WASHINGTON - The chairman and chief executive officer of a $7.1 billion-asset bank in Tennessee said Thursday that his board was talked out of switching to a state charter by Comptroller of the Currency John D. Hawke Jr.
On Jan. 6, a few weeks after National Bank of Commerce filed to become a state-chartered bank, Mr. Hawke and his agency's chief counsel, Julie L. Williams, flew to Memphis to meet with some of the bank's directors and senior managers. The bank's board voted not to pursue the charter switch nearly two weeks later.
At the meeting, the two regulators offered to take National Bank of Commerce into the agency's large-bank supervision program, chairman and CEO William R. Reed Jr. said. That will give the institution an on-site regulator - treatment usually reserved for only the three dozen largest national banks in the country. (National Bank of Commerce is the 72d-largest, ranked by asset size, according to Federal Deposit Insurance Corp. statistics.)
Mr. Reed said Mr. Hawke and Ms. Williams also persuaded the bankers that one of the institution's stated goals - merging the multiple thrift charters owned by its holding company - could best be accomplished under a national bank charter. Mr. Reed said that they pointed out specific provisions of the Gramm-Leach-Bliley Act of 1999 that made such consolidation more advantageous under a national charter.
"They made a very good case for the benefits of staying a national bank, especially under the new bill," said Mr. Reed. "It kind of enlightened us."
According to agency officials, the comptroller's offer of entry into the large-bank supervision program did not amount to special treatment for National Bank of Commerce.
"We didn't offer the bank any inducements at all," an agency spokesman said. "This is an extremely well-managed, high-performing bank, and all of us felt that we would benefit from a more continuous supervisory relationship. As a result we offered to bring them into our large-bank program so that a resident examiner would be assigned to the bank."
A number of observers expressed surprise that a bank would voluntarily submit to what amounts to more regulatory scrutiny. But Mr. Reed argued that having a dedicated examiner would streamline preparations for examinations.
"There is a fear that if they are here full time they will be asking a lot of questions about things you don't want them asking about," Mr. Reed said. "But we don't have anything to hide. The internal management group came down heavily in favor of it."
Other observers said that the comptroller's effort to keep the institution in the national bank fold is an unsurprising result of regulators' battling to maintain their turf and exam fee income.
"This is regulatory competition. We know it's there," said Alexandria, Va.-based banking consultant Bert Ely. "If this were a private-sector company about to lose a big customer, quite possibly top executives would go there and say, 'Don't take your business away from us.' "
State regulators and the Federal Reserve Bank of St.
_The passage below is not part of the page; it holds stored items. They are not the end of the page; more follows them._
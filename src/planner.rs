use crate::calculations::{Rebalancer, ScheduleGenerator, UnallocatedTopic};
use crate::calendar::{DailyUsage, days_from};
use crate::clock::{Clock, SystemClock};
use crate::constants::{DEFAULT_DAILY_HOURS, HOURS_EPSILON, round_hours};
use crate::entry::ScheduleEntry;
use crate::error::{PlannerError, PlannerResult};
use crate::ids::{IdGenerator, UuidGenerator};
use crate::registry::SubjectRegistry;
use crate::subject::{Subject, Topic};
use crate::validation::{self, ValidationError};
use chrono::NaiveDate;
use log::info;
use serde::{Deserialize, Serialize};

/// Everything the planner persists, under the three storage keys
/// `subjects`, `schedule` and `dailyHourBudget`.
#[derive(Debug, Clone, PartialEq, Serialize, Deserialize)]
#[serde(rename_all = "camelCase", default)]
pub struct PlannerState {
    pub subjects: Vec<Subject>,
    pub schedule: Vec<ScheduleEntry>,
    pub daily_hour_budget: f64,
}

impl Default for PlannerState {
    fn default() -> Self {
        Self {
            subjects: Vec::new(),
            schedule: Vec::new(),
            daily_hour_budget: DEFAULT_DAILY_HOURS,
        }
    }
}

impl PlannerState {
    pub fn validate(&self) -> Result<(), ValidationError> {
        validation::validate_daily_budget(self.daily_hour_budget)?;
        validation::validate_collections(&self.subjects, &self.schedule)
    }
}

#[derive(Debug, Clone, PartialEq, Serialize, Deserialize)]
#[serde(rename_all = "camelCase")]
pub struct GenerationReport {
    pub sessions: usize,
    pub planned_hours: f64,
    pub unallocated: Vec<UnallocatedTopic>,
}

#[derive(Debug, Clone, PartialEq, Serialize, Deserialize)]
#[serde(rename_all = "camelCase")]
pub struct RebalanceReport {
    pub missed: usize,
    pub rescheduled: usize,
    pub dropped: Vec<ScheduleEntry>,
}

/// One column of the day-by-day timetable.
#[derive(Debug, Clone, PartialEq, Serialize, Deserialize)]
#[serde(rename_all = "camelCase")]
pub struct TimetableDay {
    pub date: NaiveDate,
    pub entries: Vec<ScheduleEntry>,
    pub total_hours: f64,
    pub overloaded: bool,
}

#[derive(Debug, Clone, PartialEq, Serialize, Deserialize)]
#[serde(rename_all = "camelCase")]
pub struct PlannerSummary {
    pub subject_count: usize,
    pub topic_count: usize,
    pub session_count: usize,
    pub completed_count: usize,
    pub missed_count: usize,
    pub planned_hours: f64,
    pub completed_hours: f64,
}

impl PlannerSummary {
    pub fn to_cli_summary(&self) -> String {
        let mut parts = Vec::new();
        parts.push(format!("subjects={}", self.subject_count));
        parts.push(format!("topics={}", self.topic_count));
        parts.push(format!("sessions={}", self.session_count));
        if self.session_count > 0 {
            parts.push(format!(
                "done={}/{}",
                self.completed_count, self.session_count
            ));
            parts.push(format!(
                "hours={}/{}",
                round_hours(self.completed_hours),
                round_hours(self.planned_hours)
            ));
        }
        if self.missed_count > 0 {
            parts.push(format!("missed={}", self.missed_count));
        }
        parts.join(", ")
    }
}

/// The study planner: subjects, the generated schedule and the daily budget,
/// together with the clock and id source every action runs against.
pub struct StudyPlanner {
    registry: SubjectRegistry,
    schedule: Vec<ScheduleEntry>,
    daily_hour_budget: f64,
    clock: Box<dyn Clock + Send + Sync>,
    ids: Box<dyn IdGenerator + Send + Sync>,
}

impl Default for StudyPlanner {
    fn default() -> Self {
        Self::new()
    }
}

impl StudyPlanner {
    pub fn new() -> Self {
        Self::with_collaborators(SystemClock, UuidGenerator)
    }

    pub fn with_collaborators<C, G>(clock: C, ids: G) -> Self
    where
        C: Clock + Send + Sync + 'static,
        G: IdGenerator + Send + Sync + 'static,
    {
        Self {
            registry: SubjectRegistry::new(),
            schedule: Vec::new(),
            daily_hour_budget: DEFAULT_DAILY_HOURS,
            clock: Box::new(clock),
            ids: Box::new(ids),
        }
    }

    /// Builds a planner from stored state after validating it.
    pub fn from_state<C, G>(state: PlannerState, clock: C, ids: G) -> Result<Self, ValidationError>
    where
        C: Clock + Send + Sync + 'static,
        G: IdGenerator + Send + Sync + 'static,
    {
        let mut planner = Self::with_collaborators(clock, ids);
        planner.restore(state)?;
        Ok(planner)
    }

    /// Replaces subjects, schedule and budget wholesale.
    pub fn restore(&mut self, state: PlannerState) -> Result<(), ValidationError> {
        state.validate()?;
        self.registry = SubjectRegistry::from_subjects(state.subjects);
        self.schedule = state.schedule;
        self.daily_hour_budget = state.daily_hour_budget;
        Ok(())
    }

    pub fn state(&self) -> PlannerState {
        PlannerState {
            subjects: self.registry.subjects().to_vec(),
            schedule: self.schedule.clone(),
            daily_hour_budget: self.daily_hour_budget,
        }
    }

    pub fn today(&self) -> NaiveDate {
        self.clock.today()
    }

    pub fn subjects(&self) -> &[Subject] {
        self.registry.subjects()
    }

    pub fn registry(&self) -> &SubjectRegistry {
        &self.registry
    }

    pub fn schedule(&self) -> &[ScheduleEntry] {
        &self.schedule
    }

    pub fn daily_hour_budget(&self) -> f64 {
        self.daily_hour_budget
    }

    pub fn find_subject(&self, subject_id: &str) -> Option<&Subject> {
        self.registry.find(subject_id)
    }

    pub fn find_entry(&self, entry_id: &str) -> Option<&ScheduleEntry> {
        self.schedule.iter().find(|entry| entry.id == entry_id)
    }

    fn find_entry_mut(&mut self, entry_id: &str) -> PlannerResult<&mut ScheduleEntry> {
        self.schedule
            .iter_mut()
            .find(|entry| entry.id == entry_id)
            .ok_or_else(|| PlannerError::not_found("session", entry_id))
    }

    pub fn set_daily_hour_budget(&mut self, hours: f64) -> PlannerResult<()> {
        validation::validate_daily_budget(hours)
            .map_err(|err| PlannerError::invalid("daily hour budget", err.to_string()))?;
        info!("daily hour budget set to {hours}h");
        self.daily_hour_budget = hours;
        Ok(())
    }

    pub fn add_subject(&mut self, name: &str, exam_date: NaiveDate) -> PlannerResult<&Subject> {
        let today = self.clock.today();
        self.registry
            .add_subject(name, exam_date, today, self.ids.as_mut())
    }

    /// Removes a subject together with every session planned for it.
    pub fn remove_subject(&mut self, subject_id: &str) -> PlannerResult<Subject> {
        let removed = self.registry.remove_subject(subject_id)?;
        self.schedule.retain(|entry| entry.subject_id != subject_id);
        Ok(removed)
    }

    pub fn add_topic(
        &mut self,
        subject_id: &str,
        name: &str,
        hours_needed: f64,
    ) -> PlannerResult<&Topic> {
        self.registry
            .add_topic(subject_id, name, hours_needed, self.ids.as_mut())
    }

    /// Removes a topic together with every session planned for it.
    pub fn remove_topic(&mut self, subject_id: &str, topic_id: &str) -> PlannerResult<Topic> {
        let removed = self.registry.remove_topic(subject_id, topic_id)?;
        self.schedule.retain(|entry| entry.topic_id != topic_id);
        Ok(removed)
    }

    /// Regenerates the whole schedule from the registry.
    ///
    /// Fails without touching the current schedule when no subject has topics.
    pub fn generate(&mut self) -> PlannerResult<GenerationReport> {
        if !self.registry.has_topics() {
            return Err(PlannerError::invalid(
                "subjects",
                "add subjects and topics before generating a plan",
            ));
        }
        let today = self.clock.today();
        let outcome = ScheduleGenerator::new(self.registry.subjects(), self.daily_hour_budget)
            .execute(today, self.ids.as_mut());

        let planned_hours: f64 = outcome.entries.iter().map(|entry| entry.hours).sum();
        info!(
            "generated {} study sessions ({}h)",
            outcome.entries.len(),
            round_hours(planned_hours)
        );
        self.schedule = outcome.entries;
        Ok(GenerationReport {
            sessions: self.schedule.len(),
            planned_hours,
            unallocated: outcome.unallocated,
        })
    }

    /// Moves every missed session forward into days with room.
    pub fn reschedule_missed(&mut self) -> RebalanceReport {
        let today = self.clock.today();
        let missed = self.missed_count();
        if missed == 0 {
            return RebalanceReport {
                missed: 0,
                rescheduled: 0,
                dropped: Vec::new(),
            };
        }
        let outcome = Rebalancer::new(&self.schedule, self.daily_hour_budget)
            .execute(today, self.ids.as_mut());
        info!(
            "rescheduled {} of {} missed sessions",
            outcome.rescheduled, missed
        );
        self.schedule = outcome.schedule;
        RebalanceReport {
            missed,
            rescheduled: outcome.rescheduled,
            dropped: outcome.dropped,
        }
    }

    /// Flips a session's completion flag and returns the new value.
    pub fn toggle_completed(&mut self, entry_id: &str) -> PlannerResult<bool> {
        let entry = self.find_entry_mut(entry_id)?;
        entry.completed = !entry.completed;
        Ok(entry.completed)
    }

    /// Puts a session on another day. Capacity is not checked, see [`Self::is_overloaded`].
    pub fn move_entry(&mut self, entry_id: &str, date: NaiveDate) -> PlannerResult<&ScheduleEntry> {
        let entry = self.find_entry_mut(entry_id)?;
        info!("moved session {} from {} to {date}", entry.id, entry.date);
        entry.date = date;
        Ok(entry)
    }

    pub fn missed_count(&self) -> usize {
        let today = self.clock.today();
        self.schedule
            .iter()
            .filter(|entry| entry.is_missed(today))
            .count()
    }

    pub fn day_load(&self, date: NaiveDate) -> f64 {
        self.schedule
            .iter()
            .filter(|entry| entry.date == date)
            .map(|entry| entry.hours)
            .sum()
    }

    pub fn is_overloaded(&self, date: NaiveDate) -> bool {
        self.day_load(date) > self.daily_hour_budget + HOURS_EPSILON
    }

    /// Days currently over budget, sorted.
    pub fn overloaded_days(&self) -> Vec<NaiveDate> {
        DailyUsage::from_entries(&self.schedule).overloaded_days(self.daily_hour_budget)
    }

    /// `days` consecutive days from today with their sessions.
    pub fn timetable(&self, days: u32) -> Vec<TimetableDay> {
        days_from(self.clock.today(), days)
            .map(|date| {
                let entries: Vec<ScheduleEntry> = self
                    .schedule
                    .iter()
                    .filter(|entry| entry.date == date)
                    .cloned()
                    .collect();
                let total_hours: f64 = entries.iter().map(|entry| entry.hours).sum();
                TimetableDay {
                    date,
                    entries,
                    total_hours,
                    overloaded: total_hours > self.daily_hour_budget + HOURS_EPSILON,
                }
            })
            .collect()
    }

    pub fn summary(&self) -> PlannerSummary {
        let completed: Vec<&ScheduleEntry> =
            self.schedule.iter().filter(|entry| entry.completed).collect();
        PlannerSummary {
            subject_count: self.registry.len(),
            topic_count: self.registry.topic_count(),
            session_count: self.schedule.len(),
            completed_count: completed.len(),
            missed_count: self.missed_count(),
            planned_hours: self.schedule.iter().map(|entry| entry.hours).sum(),
            completed_hours: completed.iter().map(|entry| entry.hours).sum(),
        }
    }
}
Louis, which would have shared supervisory authority over the institution had it switched charters, said they were unaware of the high-level agency officials' visit to National Bank of Commerce.
"The reason they gave us [for retaining the national charter] is that board had met and they simply did not want to take the word 'national' out of their name," said James S. Douthit, chief examiner for the Tennessee Department of Financial Institutions.